Dassault's management had set a target of 100 orders before launching production. While the small-package carrier FedEx Express, which already operated a large fleet of Falcon 20s, was interested in buying 30 aircraft, and some European airlines might operate a few, with TAT having an option on four Falcon 40s, this was not sufficient, with the 1973 oil crisis reducing interest, with the jet powered Falcon being more expensive to purchase than its turboprop competitors. When the Falcon 40 was presented to users of the Falcon 20, much more interest was shown in the Falcon 25, a three-engine derivative of the Falcon 20 that promised greater range, with the three-engine layout being preferred by customers for long-range flight over water.
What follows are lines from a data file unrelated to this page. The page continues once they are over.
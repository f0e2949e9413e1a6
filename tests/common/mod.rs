//! Shared utilities for the lifecycle tests.

#![allow(dead_code)]

use std::sync::Mutex;
use std::time::Duration;

use tokio::sync::watch;
use tokio::time::Instant;

use graceful_server::{Server, ServerError};

/// An operation the runner performed on the server.
#[derive(Debug, Clone, Copy, PartialEq, Eq)]
pub enum Call {
    Serve,
    KeepAlive(bool),
    Shutdown,
    Close,
}

/// How `serve` ends.
pub enum ServeScript {
    /// Fail with a bind error after the delay, without any shutdown.
    FailAfter(Duration),
    /// Run until shutdown or close, then report `Closed` after the delay.
    UntilStopped { closed_after: Duration },
    Panic,
}

/// How `shutdown` behaves.
pub enum DrainScript {
    /// Connections drain after the delay (the deadline still applies).
    DrainsAfter(Duration),
    /// Fails at once with a non-timeout error.
    Fails,
}

/// Scripted [`Server`] recording every call with its time.
pub struct MockServer {
    serve: ServeScript,
    drain: DrainScript,
    close_fails: bool,
    stopped: watch::Sender<bool>,
    calls: Mutex<Vec<(Call, Instant)>>,
    epoch: Instant,
}

impl MockServer {
    pub fn new(serve: ServeScript, drain: DrainScript) -> Self {
        let (stopped, _) = watch::channel(false);
        Self {
            serve,
            drain,
            close_fails: false,
            stopped,
            calls: Mutex::new(Vec::new()),
            epoch: Instant::now(),
        }
    }

    pub fn close_fails(mut self) -> Self {
        self.close_fails = true;
        self
    }

    fn record(&self, call: Call) {
        self.calls.lock().unwrap().push((call, Instant::now()));
    }

    /// Calls in order, `Serve` included.
    pub fn calls(&self) -> Vec<Call> {
        self.calls.lock().unwrap().iter().map(|(c, _)| *c).collect()
    }

    /// Calls other than `Serve`, in order.
    pub fn shutdown_calls(&self) -> Vec<Call> {
        self.calls()
            .into_iter()
            .filter(|c| *c != Call::Serve)
            .collect()
    }

    pub fn count(&self, call: Call) -> usize {
        self.calls().into_iter().filter(|c| *c == call).count()
    }

    /// Time since construction at which `call` was first made.
    pub fn time_of(&self, call: Call) -> Option<Duration> {
        self.calls
            .lock()
            .unwrap()
            .iter()
            .find(|(c, _)| *c == call)
            .map(|(_, at)| *at - self.epoch)
    }
}

impl Server for MockServer {
    async fn serve(&self) -> ServerError {
        self.record(Call::Serve);
        match self.serve {
            ServeScript::FailAfter(delay) => {
                tokio::time::sleep(delay).await;
                ServerError::Bind {
                    addr: "127.0.0.1:8080".parse().unwrap(),
                    source: std::io::Error::from(std::io::ErrorKind::AddrInUse),
                }
            }
            ServeScript::UntilStopped { closed_after } => {
                let mut stopped = self.stopped.subscribe();
                let _ = stopped.wait_for(|s| *s).await;
                tokio::time::sleep(closed_after).await;
                ServerError::Closed
            }
            ServeScript::Panic => panic!("serve blew up"),
        }
    }

    fn set_keep_alives_enabled(&self, enabled: bool) {
        self.record(Call::KeepAlive(enabled));
    }

    async fn shutdown(&self, deadline: Instant) -> Result<(), ServerError> {
        self.record(Call::Shutdown);
        let started = Instant::now();
        match self.drain {
            DrainScript::DrainsAfter(delay) => {
                match tokio::time::timeout_at(deadline, tokio::time::sleep(delay)).await {
                    Ok(()) => {
                        self.stopped.send_replace(true);
                        Ok(())
                    }
                    Err(_) => Err(ServerError::ShutdownTimeout(deadline - started)),
                }
            }
            DrainScript::Fails => Err(ServerError::Accept(std::io::Error::other(
                "listener close failed",
            ))),
        }
    }

    async fn close(&self) -> Result<(), ServerError> {
        self.record(Call::Close);
        self.stopped.send_replace(true);
        if self.close_fails {
            Err(ServerError::Close("3 connections still open".into()))
        } else {
            Ok(())
        }
    }
}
As there was still considerable development work to be done on the Falcon 30/40, with the aerodynamics of the rear fuselage requiring revision and high cabin noise levels from the ALF 502 engines, in 1974 Dassault decided to abandon the Falcon 30 and 40 in favour of the Falcon 25, which promised to be cheaper to develop. The Falcon 25 went on to become the Dassault Falcon 50 business jet.

The prototype Falcon 30 was disassembled, with the fuselage being given to a technical school, and later donated to the Conservatoire de l'Air et de l'Espace d'Aquitaine museum. and the outer wings being kept by Dassault for further use, being incorporated into a Falcon 20F in 1984.